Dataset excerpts

* * *

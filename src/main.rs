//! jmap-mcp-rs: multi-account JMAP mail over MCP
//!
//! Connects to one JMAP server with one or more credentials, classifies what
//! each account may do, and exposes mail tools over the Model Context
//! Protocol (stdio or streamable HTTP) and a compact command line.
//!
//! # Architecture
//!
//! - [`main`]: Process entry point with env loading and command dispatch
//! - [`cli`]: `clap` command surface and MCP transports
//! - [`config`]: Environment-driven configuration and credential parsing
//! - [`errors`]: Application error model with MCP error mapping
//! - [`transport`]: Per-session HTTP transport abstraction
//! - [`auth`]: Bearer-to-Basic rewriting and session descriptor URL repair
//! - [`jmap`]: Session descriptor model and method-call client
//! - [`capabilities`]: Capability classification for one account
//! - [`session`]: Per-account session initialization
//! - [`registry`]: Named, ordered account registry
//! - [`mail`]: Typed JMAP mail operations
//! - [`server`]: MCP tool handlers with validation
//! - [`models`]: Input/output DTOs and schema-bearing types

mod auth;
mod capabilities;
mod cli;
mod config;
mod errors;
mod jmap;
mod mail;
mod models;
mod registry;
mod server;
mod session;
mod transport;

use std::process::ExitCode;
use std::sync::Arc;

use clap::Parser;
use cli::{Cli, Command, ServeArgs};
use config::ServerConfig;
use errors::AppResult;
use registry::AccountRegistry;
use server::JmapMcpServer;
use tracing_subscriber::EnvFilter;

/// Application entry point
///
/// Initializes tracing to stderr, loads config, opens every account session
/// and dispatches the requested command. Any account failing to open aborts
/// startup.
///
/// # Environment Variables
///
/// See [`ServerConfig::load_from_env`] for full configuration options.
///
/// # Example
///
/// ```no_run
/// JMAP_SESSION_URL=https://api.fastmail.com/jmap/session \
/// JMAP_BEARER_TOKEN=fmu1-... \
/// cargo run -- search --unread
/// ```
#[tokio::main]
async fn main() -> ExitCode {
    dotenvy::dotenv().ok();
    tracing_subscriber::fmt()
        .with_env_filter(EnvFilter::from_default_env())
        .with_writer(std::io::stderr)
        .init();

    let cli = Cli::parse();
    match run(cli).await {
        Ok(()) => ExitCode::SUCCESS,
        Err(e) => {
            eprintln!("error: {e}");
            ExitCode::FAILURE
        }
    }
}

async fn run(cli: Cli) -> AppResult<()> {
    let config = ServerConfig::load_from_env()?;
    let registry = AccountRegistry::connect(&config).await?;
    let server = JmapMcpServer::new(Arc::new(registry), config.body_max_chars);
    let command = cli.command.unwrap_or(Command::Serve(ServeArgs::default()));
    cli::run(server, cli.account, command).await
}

* * *

== ABOUT THIS EXERCISE ==
Show me all lines in the records that contain "configuration".

== ANSWER BOX ==
//! - [`config`]: Environment-driven configuration and credential parsing
/// See [`ServerConfig::load_from_env`] for full configuration options.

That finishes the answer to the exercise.